I've gotten this far:
A=xy
P=2x+2y
A=400

y=400/x
P=2x+2(400/x)
P=2x+(800/x)

P'=(2x)'+(x'800 - 800'x)
P'=2+800
P'=802

I know that the largest perimeter is 802, so I know that the x and y values should be 1 and 400, but I can't get to those numbers using calculus, which I need to do in order to get full marks on my exam.

If you are talking about the largest perimeter, there is no such thing in this context because there is no upper bound. A little about the calculus bit first:

Differentiating P=2x+(800/x)= 2x + 800* (x^-1) wrt x on both sides,

you get dP/dx = 2 -800* (x^-2)
= 2 -800/ x^2

and then setting dP/dx =0 gives 2 -800/ x^2 =0 ,  ie  x=20, y=20

But the second order derivative of P which is equals to 1600/x^3 is definitely positive (since x must be >0), which means the combination of x=20, y=20 is actually a minimum.

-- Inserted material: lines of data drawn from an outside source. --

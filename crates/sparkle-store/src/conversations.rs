use tracing::instrument;
use uuid::Uuid;

use crate::error::{Result, StoreError};
use crate::types::{Conversation, ConversationStatus};
use crate::Store;

const CONVERSATION_COLS: &str = "id, session_id, variant, prompt_version, status, started_at,
    ended_at, total_messages, total_tokens, total_cost_usd, booking_completed,
    escalated_to_human, satisfaction";

impl Store {
    /// Create a conversation row for a fresh session. Returns the new id.
    #[instrument(skip(self))]
    pub fn insert_conversation(
        &self,
        session_id: &str,
        variant: &str,
        prompt_version: i64,
    ) -> Result<String> {
        let id = Uuid::new_v4().to_string();
        let now = chrono::Utc::now().to_rfc3339();
        let db = self.db.lock().unwrap();
        db.execute(
            "INSERT INTO conversations (id, session_id, variant, prompt_version, status, started_at)
             VALUES (?1, ?2, ?3, ?4, 'active', ?5)",
            rusqlite::params![id, session_id, variant, prompt_version, now],
        )?;
        Ok(id)
    }

    pub fn get_conversation(&self, id: &str) -> Result<Option<Conversation>> {
        let db = self.db.lock().unwrap();
        let sql = format!("SELECT {CONVERSATION_COLS} FROM conversations WHERE id = ?1");
        match db.query_row(&sql, [id], row_to_conversation) {
            Ok(c) => Ok(Some(c)),
            Err(rusqlite::Error::QueryReturnedNoRows) => Ok(None),
            Err(e) => Err(StoreError::Database(e)),
        }
    }

    pub fn get_conversation_by_session(&self, session_id: &str) -> Result<Option<Conversation>> {
        let db = self.db.lock().unwrap();
        let sql = format!("SELECT {CONVERSATION_COLS} FROM conversations WHERE session_id = ?1");
        match db.query_row(&sql, [session_id], row_to_conversation) {
            Ok(c) => Ok(Some(c)),
            Err(rusqlite::Error::QueryReturnedNoRows) => Ok(None),
            Err(e) => Err(StoreError::Database(e)),
        }
    }

    /// Add one turn's message/token/cost deltas to the rolling sums.
    ///
    /// A single UPDATE keeps the sums consistent with the message rows under
    /// the per-session writer discipline.
    #[instrument(skip(self))]
    pub fn update_conversation_rolling(
        &self,
        id: &str,
        message_delta: i64,
        token_delta: i64,
        cost_delta: f64,
    ) -> Result<()> {
        let db = self.db.lock().unwrap();
        let n = db.execute(
            "UPDATE conversations
             SET total_messages = total_messages + ?1,
                 total_tokens   = total_tokens   + ?2,
                 total_cost_usd = total_cost_usd + ?3
             WHERE id = ?4",
            rusqlite::params![message_delta, token_delta, cost_delta, id],
        )?;
        if n == 0 {
            return Err(StoreError::NotFound {
                what: format!("conversation {id}"),
            });
        }
        Ok(())
    }

    /// Transition a conversation to a status. Terminal statuses set
    /// `ended_at`; re-activating clears it.
    #[instrument(skip(self))]
    pub fn set_conversation_status(&self, id: &str, status: ConversationStatus) -> Result<()> {
        let now = chrono::Utc::now().to_rfc3339();
        let ended_at = status.is_terminal().then_some(now.as_str());
        let db = self.db.lock().unwrap();
        let n = db.execute(
            "UPDATE conversations SET status = ?1, ended_at = ?2 WHERE id = ?3",
            rusqlite::params![status.as_str(), ended_at, id],
        )?;
        if n == 0 {
            return Err(StoreError::NotFound {
                what: format!("conversation {id}"),
            });
        }
        Ok(())
    }

    pub fn set_booking_completed(&self, id: &str) -> Result<()> {
        let db = self.db.lock().unwrap();
        db.execute(
            "UPDATE conversations SET booking_completed = 1 WHERE id = ?1",
            [id],
        )?;
        Ok(())
    }

    pub fn set_escalated(&self, id: &str) -> Result<()> {
        let db = self.db.lock().unwrap();
        db.execute(
            "UPDATE conversations SET escalated_to_human = 1 WHERE id = ?1",
            [id],
        )?;
        Ok(())
    }

    pub fn set_satisfaction(&self, id: &str, satisfaction: i64) -> Result<()> {
        let db = self.db.lock().unwrap();
        db.execute(
            "UPDATE conversations SET satisfaction = ?1 WHERE id = ?2",
            rusqlite::params![satisfaction, id],
        )?;
        Ok(())
    }

    /// Recent conversations for a variant, newest first. Used by retraining
    /// data collection.
    pub fn recent_conversations(&self, variant: &str, limit: usize) -> Result<Vec<Conversation>> {
        let db = self.db.lock().unwrap();
        let sql = format!(
            "SELECT {CONVERSATION_COLS} FROM conversations
             WHERE variant = ?1 ORDER BY started_at DESC LIMIT ?2"
        );
        let mut stmt = db.prepare(&sql)?;
        let rows = stmt.query_map(
            rusqlite::params![variant, limit as i64],
            row_to_conversation,
        )?;
        Ok(rows.filter_map(|r| r.ok()).collect())
    }

    /// Count of conversations currently marked active.
    pub fn active_conversation_count(&self) -> Result<i64> {
        let db = self.db.lock().unwrap();
        let n = db.query_row(
            "SELECT COUNT(*) FROM conversations WHERE status = 'active'",
            [],
            |row| row.get(0),
        )?;
        Ok(n)
    }
}

fn row_to_conversation(row: &rusqlite::Row<'_>) -> rusqlite::Result<Conversation> {
    let status_str: String = row.get(4)?;
    Ok(Conversation {
        id: row.get(0)?,
        session_id: row.get(1)?,
        variant: row.get(2)?,
        prompt_version: row.get(3)?,
        status: status_str.parse().unwrap_or(ConversationStatus::Active),
        started_at: row.get(5)?,
        ended_at: row.get(6)?,
        total_messages: row.get(7)?,
        total_tokens: row.get(8)?,
        total_cost_usd: row.get(9)?,
        booking_completed: row.get(10)?,
        escalated_to_human: row.get(11)?,
        satisfaction: row.get(12)?,
    })
}

#[cfg(test)]
mod tests {
    use super::*;

    #[test]
    fn insert_and_fetch_round_trip() {
        let store = Store::open_in_memory().unwrap();
        let id = store.insert_conversation("sess-1", "baseline", 1).unwrap();
        let c = store.get_conversation_by_session("sess-1").unwrap().unwrap();
        assert_eq!(c.id, id);
        assert_eq!(c.variant, "baseline");
        assert_eq!(c.status, ConversationStatus::Active);
        assert!(c.ended_at.is_none());
    }

    #[test]
    fn rolling_sums_accumulate() {
        let store = Store::open_in_memory().unwrap();
        let id = store.insert_conversation("sess-2", "baseline", 1).unwrap();
        store.update_conversation_rolling(&id, 2, 120, 0.004).unwrap();
        store.update_conversation_rolling(&id, 2, 80, 0.002).unwrap();
        let c = store.get_conversation(&id).unwrap().unwrap();
        assert_eq!(c.total_messages, 4);
        assert_eq!(c.total_tokens, 200);
        assert!((c.total_cost_usd - 0.006).abs() < 1e-9);
    }

    #[test]
    fn terminal_status_sets_ended_at() {
        let store = Store::open_in_memory().unwrap();
        let id = store.insert_conversation("sess-3", "baseline", 1).unwrap();
        store
            .set_conversation_status(&id, ConversationStatus::Completed)
            .unwrap();
        let c = store.get_conversation(&id).unwrap().unwrap();
        assert_eq!(c.status, ConversationStatus::Completed);
        assert!(c.ended_at.is_some());
    }

    #[test]
    fn missing_conversation_errors() {
        let store = Store::open_in_memory().unwrap();
        assert!(store.update_conversation_rolling("nope", 1, 1, 0.0).is_err());
    }
}
pub mod aggregates;
pub mod cache;
pub mod conversations;
pub mod db;
pub mod error;
pub mod events;
pub mod messages;
pub mod types;
pub mod versions;

use std::sync::Mutex;

use rusqlite::Connection;

pub use error::{Result, StoreError};
pub use types::*;

/// Durable local store for conversations, messages, cache entries, safety
/// and lifecycle events, and prompt versions.
///
/// Wraps a single SQLite connection in a `Mutex`. For high-concurrency
/// deployments consider a connection pool, but a Mutex is sufficient for the
/// single-node target.
pub struct Store {
    pub(crate) db: Mutex<Connection>,
}

impl Store {
    /// Open (or create) the database file and run the idempotent schema init.
    pub fn open(path: &str) -> Result<Self> {
        if let Some(parent) = std::path::Path::new(path).parent() {
            if !parent.as_os_str().is_empty() {
                std::fs::create_dir_all(parent)
                    .map_err(|e| StoreError::Init(format!("create {}: {e}", parent.display())))?;
            }
        }
        let conn = Connection::open(path)?;
        db::init_db(&conn)?;
        Ok(Self {
            db: Mutex::new(conn),
        })
    }

    /// In-memory store for tests.
    pub fn open_in_memory() -> Result<Self> {
        let conn = Connection::open_in_memory()?;
        db::init_db(&conn)?;
        Ok(Self {
            db: Mutex::new(conn),
        })
    }
}
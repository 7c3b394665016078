pub mod client;
pub mod error;
pub mod parse;
pub mod types;

pub use client::LlmClient;
pub use error::LlmError;
pub use types::{ChatCompleter, CompletionOutcome, CompletionRequest, Usage};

You cited x and y values to be 1 and 400 respectively, have you considered 0.5 and 800, which gives a much larger perimeter of 1601? What about 0.25 and 1600, which will yield an even larger value of 3200.5? Hopefully you can recognize that there is no so called "maximum" value which can be spoken of.

Why so? Try graphing out P = 2x +(800/x) for x>0; you should see a minimum point curve bordered by the vertical axis (asymptote) and the P=2x oblique asymptote.

While there is a clear lower bound (hence the existence of a minimum point), the curve grows on both sides of that minimum point without restriction. Because of this, you will never be able to discover a maximum value of P.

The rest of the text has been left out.